I need new tires for my F450 2wd. It's a plow truck and sees little milage. 
They are the 19.5 wheels


----------



## lieutlamson (Dec 4, 2006)

I just bought some tires for my F450. I went with Hercules, kinda an off brand, but much cheaper than Goodyear, General etc. Id shop around to try and find the best price. These tires were somewhere around 293 a piece mounted.


----------



## Vaughn Schultz (Nov 18, 2004)

Cooper C140HD

Not saying this is the place to buy them, just a site you can see them http://images.google.com/imgres?img...s?q=cooper+tire+c140&svnum=10&um=1&hl=en&sa=N I love them, they are outstanding. They make 4X4 almost pointless


----------



## Joe D (Oct 2, 2005)

Thanks guys, the coppers look nice as well as the hercules. I will hit the tire guy monday and see what deal I can get.


----------



## DAFFMOBILEWASH (Dec 9, 2006)

Are you running steers up front or a more aggressive tire like the rear?
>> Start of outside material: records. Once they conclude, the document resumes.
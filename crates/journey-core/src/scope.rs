use crate::{JourneyError, JourneyInstance};
use journey_types::RequestData;
use std::sync::{Arc, RwLock};

/// Journey metadata a matched handler declared at route-registration time.
/// How it gets attached to a request is the host framework's business; this
/// is the resolvable product.
#[derive(Debug, Clone, PartialEq, Eq)]
pub struct JourneyMetadata {
    journey_name: String,
}

impl JourneyMetadata {
    pub fn new(journey_name: impl Into<String>) -> Self {
        Self {
            journey_name: journey_name.into(),
        }
    }

    pub fn journey_name(&self) -> &str {
        &self.journey_name
    }
}

/// Explicit per-request context threaded through every provider call.
///
/// Lives exactly one inbound request and is dropped afterward. Besides the
/// request-derived data and handler metadata it owns the request-scoped
/// instance cache, so a request resolves its instance against the store at
/// most once.
pub struct RequestScope {
    parts: Option<ScopeParts>,
    resolved: RwLock<Option<Arc<JourneyInstance>>>,
}

struct ScopeParts {
    data: RequestData,
    metadata: Option<JourneyMetadata>,
}

impl RequestScope {
    pub fn new(data: RequestData, metadata: Option<JourneyMetadata>) -> Self {
        Self {
            parts: Some(ScopeParts { data, metadata }),
            resolved: RwLock::new(None),
        }
    }

    /// A scope with no request behind it (background jobs, CLI entry points).
    /// Journey operations against it fail with
    /// [`JourneyError::NoRequestContext`].
    pub fn detached() -> Self {
        Self {
            parts: None,
            resolved: RwLock::new(None),
        }
    }

    pub fn request_data(&self) -> Result<&RequestData, JourneyError> {
        self.parts
            .as_ref()
            .map(|parts| &parts.data)
            .ok_or(JourneyError::NoRequestContext)
    }

    pub fn metadata(&self) -> Result<Option<&JourneyMetadata>, JourneyError> {
        self.parts
            .as_ref()
            .map(|parts| parts.metadata.as_ref())
            .ok_or(JourneyError::NoRequestContext)
    }

    /// The instance already resolved for this request, if any.
    pub fn cached_instance(&self) -> Option<Arc<JourneyInstance>> {
        self.resolved.read().unwrap().clone()
    }

    /// Insert-if-absent, then re-read: concurrent populators within one
    /// request all converge on whichever instance won the race. Best-effort,
    /// since "first" is not meaningfully orderable across a request's
    /// concurrent branches.
    pub(crate) fn cache_if_absent(&self, instance: Arc<JourneyInstance>) -> Arc<JourneyInstance> {
        let mut guard = self.resolved.write().unwrap();
        guard.get_or_insert(instance).clone()
    }

    /// Unconditionally installs a freshly created instance as this request's
    /// current one.
    pub(crate) fn cache_replace(&self, instance: Arc<JourneyInstance>) {
        *self.resolved.write().unwrap() = Some(instance);
    }
}

impl std::fmt::Debug for RequestScope {
    fn fmt(&self, f: &mut std::fmt::Formatter<'_>) -> std::fmt::Result {
        f.debug_struct("RequestScope")
            .field("detached", &self.parts.is_none())
            .field("resolved", &self.resolved.read().unwrap().is_some())
            .finish()
    }
}

#[cfg(test)]
mod tests {
    use super::*;

    #[test]
    fn detached_scope_has_no_request_data() {
        let scope = RequestScope::detached();
        assert!(matches!(
            scope.request_data(),
            Err(JourneyError::NoRequestContext)
        ));
        assert!(matches!(
            scope.metadata(),
            Err(JourneyError::NoRequestContext)
        ));
    }

    #[test]
    fn live_scope_exposes_parts() {
        let scope = RequestScope::new(
            RequestData::from_pairs([("id", "7")]),
            Some(JourneyMetadata::new("wiz")),
        );
        assert!(scope.request_data().expect("data").contains("id"));
        assert_eq!(
            scope.metadata().expect("metadata").map(|m| m.journey_name()),
            Some("wiz")
        );
        assert!(scope.cached_instance().is_none());
    }
}
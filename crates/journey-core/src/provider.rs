use crate::{DescriptorRegistry, JourneyError, JourneyInstance, RequestScope};
use journey_store::{
    CborCodec, DynStateStore, Properties, StateCodec, StoreEntry, encode_state,
};
use journey_types::{JourneyDescriptor, JourneyInstanceId, JourneyState};
use std::{future::Future, sync::Arc};

/// Resolves, creates, and caches journey instances for request scopes.
///
/// Owns nothing per-request: all request-lived state sits in the
/// [`RequestScope`] passed into each call, so one provider serves every
/// request in the process.
pub struct JourneyProvider {
    store: DynStateStore,
    codec: Arc<dyn StateCodec>,
    registry: Arc<DescriptorRegistry>,
}

impl JourneyProvider {
    /// Builds a provider over the given store and registry with the default
    /// canonical-CBOR codec.
    pub fn new(store: DynStateStore, registry: Arc<DescriptorRegistry>) -> Self {
        Self {
            store,
            codec: Arc::new(CborCodec),
            registry,
        }
    }

    pub fn with_codec(mut self, codec: Arc<dyn StateCodec>) -> Self {
        self.codec = codec;
        self
    }

    /// Looks up the descriptor for the journey the current request's handler
    /// declared. With `require`, missing metadata is an error; metadata
    /// naming an unregistered journey is always one, since that is a
    /// configuration bug rather than a resolution miss.
    pub fn resolve_descriptor(
        &self,
        scope: &RequestScope,
        require: bool,
    ) -> Result<Option<&JourneyDescriptor>, JourneyError> {
        let Some(metadata) = scope.metadata()? else {
            return if require {
                Err(JourneyError::NoJourneyMetadata)
            } else {
                Ok(None)
            };
        };
        match self.registry.get(metadata.journey_name()) {
            Some(descriptor) => Ok(Some(descriptor)),
            None => Err(JourneyError::UnknownJourney(
                metadata.journey_name().to_string(),
            )),
        }
    }

    /// Locates the instance the current request already names, if any.
    ///
    /// Misses (no metadata, unresolvable identifier, no persisted entry, or
    /// an entry that fails validation) come back as `Ok(None)`. Stale and
    /// foreign identifiers routinely arrive via tampered or reused links, so
    /// they are treated as absent rather than as errors. The winner lands in
    /// the request cache; later calls within the same request return it
    /// without touching the store again.
    pub async fn try_resolve_existing(
        &self,
        scope: &RequestScope,
    ) -> Result<Option<Arc<JourneyInstance>>, JourneyError> {
        if let Some(instance) = scope.cached_instance() {
            return Ok(Some(instance));
        }
        let Some(descriptor) = self.resolve_descriptor(scope, false)? else {
            return Ok(None);
        };
        let data = scope.request_data()?;
        let Some(id) = JourneyInstanceId::try_resolve(descriptor, data) else {
            return Ok(None);
        };
        let key = id.to_canonical_string();
        let Some(entry) = self.store.get(&key).await? else {
            return Ok(None);
        };
        if entry.journey_name != descriptor.name() {
            log::warn!(
                "entry '{key}' belongs to journey '{}', not '{}'; treating as absent",
                entry.journey_name,
                descriptor.name()
            );
            return Ok(None);
        }
        if entry.state_type != *descriptor.state_type() {
            log::warn!(
                "entry '{key}' has state type '{}', expected '{}'; treating as absent",
                entry.state_type,
                descriptor.state_type()
            );
            return Ok(None);
        }
        if entry.deleted {
            log::debug!("entry '{key}' is deleted; treating as absent");
            return Ok(None);
        }
        let instance = Arc::new(JourneyInstance::from_entry(
            id,
            entry,
            self.store.clone(),
            self.codec.clone(),
        ));
        Ok(Some(scope.cache_if_absent(instance)))
    }

    /// Creates and persists a new instance for the current request.
    ///
    /// Derives a fresh identifier, minting a new unique token when the
    /// descriptor requires one. The caller must propagate that token (say, in
    /// a follow-up redirect) or the new instance becomes unreachable.
    pub async fn create_instance<T: JourneyState>(
        &self,
        scope: &RequestScope,
        state: &T,
        properties: Properties,
    ) -> Result<Arc<JourneyInstance>, JourneyError> {
        let descriptor = self.require_descriptor(scope)?;
        ensure_state_type::<T>(descriptor)?;
        let data = scope.request_data()?;
        let id = JourneyInstanceId::derive(descriptor, data)?;
        let key = id.to_canonical_string();
        // Fresh identifiers should never collide; check anyway before
        // overwriting someone else's entry.
        if self.store.get(&key).await?.is_some() {
            return Err(JourneyError::InstanceAlreadyExists(key));
        }
        let entry = StoreEntry::new(
            descriptor.name(),
            descriptor.state_type().clone(),
            encode_state(&*self.codec, state)?,
            properties,
        );
        self.store.create(&key, entry.clone()).await?;
        log::debug!("created journey instance '{key}'");
        let instance = Arc::new(JourneyInstance::from_entry(
            id,
            entry,
            self.store.clone(),
            self.codec.clone(),
        ));
        scope.cache_replace(instance.clone());
        Ok(instance)
    }

    /// Returns the request's existing instance, or creates one from the
    /// factory. The factory runs only on the create path, exactly once.
    pub async fn get_or_create_instance<T, F>(
        &self,
        scope: &RequestScope,
        properties: Properties,
        factory: F,
    ) -> Result<Arc<JourneyInstance>, JourneyError>
    where
        T: JourneyState,
        F: FnOnce() -> T,
    {
        if let Some(existing) = self.try_resolve_existing(scope).await? {
            return Ok(existing);
        }
        let state = factory();
        self.create_instance(scope, &state, properties).await
    }

    /// [`Self::get_or_create_instance`] with a suspending factory.
    pub async fn get_or_create_instance_async<T, F, Fut>(
        &self,
        scope: &RequestScope,
        properties: Properties,
        factory: F,
    ) -> Result<Arc<JourneyInstance>, JourneyError>
    where
        T: JourneyState,
        F: FnOnce() -> Fut,
        Fut: Future<Output = T>,
    {
        if let Some(existing) = self.try_resolve_existing(scope).await? {
            return Ok(existing);
        }
        let state = factory().await;
        self.create_instance(scope, &state, properties).await
    }

    /// True iff the instance the current request resolves to carries the
    /// candidate identifier. After a create minted a fresh token, callers use
    /// this to notice the request's identity moved and redirect.
    pub async fn is_current_instance(
        &self,
        scope: &RequestScope,
        candidate: &JourneyInstanceId,
    ) -> Result<bool, JourneyError> {
        Ok(self
            .try_resolve_existing(scope)
            .await?
            .is_some_and(|instance| instance.id() == candidate))
    }

    fn require_descriptor(&self, scope: &RequestScope) -> Result<&JourneyDescriptor, JourneyError> {
        self.resolve_descriptor(scope, true)?
            .ok_or(JourneyError::NoJourneyMetadata)
    }
}

fn ensure_state_type<T: JourneyState>(descriptor: &JourneyDescriptor) -> Result<(), JourneyError> {
    if T::state_type() != *descriptor.state_type() {
        return Err(JourneyError::IncompatibleStateType {
            journey: descriptor.name().to_string(),
            declared: descriptor.state_type().clone(),
            requested: T::state_type(),
        });
    }
    Ok(())
}

impl std::fmt::Debug for JourneyProvider {
    fn fmt(&self, f: &mut std::fmt::Formatter<'_>) -> std::fmt::Result {
        f.debug_struct("JourneyProvider")
            .field("codec", &self.codec.name())
            .field("registered", &self.registry.len())
            .finish()
    }
}
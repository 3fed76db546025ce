pub mod error;
pub mod extraction;
pub mod layout;
pub mod record;
pub mod template;

use error::MutasiError;
use extraction::{PageWords, WordExtractor};
use layout::region::{classify_row, scan_header_info, DocumentState};
use layout::rows::group_rows;
use record::{LineKind, LineRecord};
use serde::{Deserialize, Serialize};
use std::path::{Path, PathBuf};
use template::StatementTemplate;
use tracing::{debug, info};

/// Counters collected while reconstructing one document.
#[derive(Debug, Clone, Default, PartialEq, Eq, Serialize, Deserialize)]
pub struct ConversionStats {
    pub pages: usize,
    pub empty_pages: usize,
    pub rows: usize,
    pub dropped_rows: usize,
    pub header_info: usize,
    pub sentinels: usize,
    pub transactions: usize,
    pub continuations: usize,
    pub page_breaks: usize,
    pub summaries: usize,
    pub boundaries_detected: bool,
}

impl ConversionStats {
    fn count(&mut self, record: &LineRecord) {
        match record.kind() {
            LineKind::HeaderInfo => self.header_info += 1,
            LineKind::Sentinel => self.sentinels += 1,
            LineKind::Transaction => self.transactions += 1,
            LineKind::Continuation => self.continuations += 1,
            LineKind::PageBreak => self.page_breaks += 1,
            LineKind::Summary => self.summaries += 1,
        }
    }
}

/// Output of [`reconstruct_pages`].
#[derive(Debug, Clone)]
pub struct Reconstruction {
    pub records: Vec<LineRecord>,
    /// State after the last page.
    pub state: DocumentState,
    pub stats: ConversionStats,
}

/// Reconstruct the statement lines of one document, page by page.
///
/// Pages are consumed in order. Pages without words are skipped. Account
/// metadata is only taken from the first non-empty page, and column
/// boundaries are fixed by the first column-header row of the document.
pub fn reconstruct_pages<I>(pages: I, template: &StatementTemplate) -> Reconstruction
where
    I: IntoIterator<Item = PageWords>,
{
    let mut state = DocumentState::new(template);
    let mut records = Vec::new();
    let mut stats = ConversionStats::default();

    for page in pages {
        stats.pages += 1;
        if page.words.is_empty() {
            debug!(page = page.page_number, "skipping empty page");
            stats.empty_pages += 1;
            continue;
        }

        let rows = group_rows(&page.words, template.row_tolerance);
        stats.rows += rows.len();
        state = state.start_page();

        if !state.header_scan_done {
            let header = scan_header_info(&rows, template);
            debug!(
                page = page.page_number,
                lines = header.len(),
                "scanned account header"
            );
            records.extend(header);
            state = state.finish_header_scan();
        }

        for row in &rows {
            let (next, record) = classify_row(state, row, template);
            state = next;
            match record {
                Some(record) => records.push(record),
                None => stats.dropped_rows += 1,
            }
        }
    }

    for record in &records {
        stats.count(record);
    }
    stats.boundaries_detected = state.boundaries_detected;

    Reconstruction {
        records,
        state,
        stats,
    }
}

/// Render records to text lines in the downstream parser's format.
pub fn render_lines(records: &[LineRecord], template: &StatementTemplate) -> Vec<String> {
    records.iter().map(|r| r.render(template)).collect()
}

/// A converted document.
#[derive(Debug, Clone, Serialize, Deserialize)]
pub struct Conversion {
    pub template: String,
    pub backend: String,
    pub lines: Vec<String>,
    pub records: Vec<LineRecord>,
    pub stats: ConversionStats,
}

impl Conversion {
    /// The document as text, one line per record, without a trailing newline.
    pub fn to_text(&self) -> String {
        self.lines.join("\n")
    }
}

/// Main API entry point: convert a statement PDF into parser-ready lines.
pub fn convert_pdf(
    pdf_bytes: &[u8],
    extractor: &dyn WordExtractor,
    template: &StatementTemplate,
) -> Result<Conversion, MutasiError> {
    let pages = extractor.extract_pages(pdf_bytes)?;
    let reconstruction = reconstruct_pages(pages, template);
    let lines = render_lines(&reconstruction.records, template);

    let stats = reconstruction.stats;
    info!(
        backend = extractor.backend_name(),
        template = %template.name,
        pages = stats.pages,
        transactions = stats.transactions,
        boundaries_detected = stats.boundaries_detected,
        "reconstructed statement"
    );
    if stats.sentinels == 0 {
        debug!("no column-header row found; output has no table lines");
    }

    Ok(Conversion {
        template: template.name.clone(),
        backend: extractor.backend_name().to_string(),
        lines,
        records: reconstruction.records,
        stats,
    })
}

/// Where the text output for `input` goes when no path is given: the same
/// path with a `.txt` extension.
pub fn default_output_path(input: &Path) -> PathBuf {
    input.with_extension("txt")
}

/// Write the converted text to `path` as UTF-8.
pub fn write_text(conversion: &Conversion, path: &Path) -> Result<(), MutasiError> {
    std::fs::write(path, conversion.to_text())?;
    Ok(())
}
Have steers on my 3500hd thought about swaping them out in the winter, but not sure it would be wourth the aggrevation/money. For a high miles per year on the trucks stay with the high end brand names, you will see much better tire wear vs lowend. 

DAFF


----------



## Joe D (Oct 2, 2005)

I will run the same tire on the front. It will see little milage outside of plowing


----------



## snowman2025 (Jan 19, 2007)

i got a set of Nitto Dura Grapplers on my F-350 dually..i don't know if they make it in the 19.5

got mine off of www.discounttiredirect.com FREE UPS SHIPPING.


----------



## Joe D (Oct 2, 2005)

Got a few prices today, Michelin XD52 $320 per tire. These were load range G. The others I got prices on, Continentals load range F $242 and the Bridgestone $290 load range F
The tire shop has a recaps and those were 120 a piece. Depending on my tires though if they were good, sidewalls and casing


----------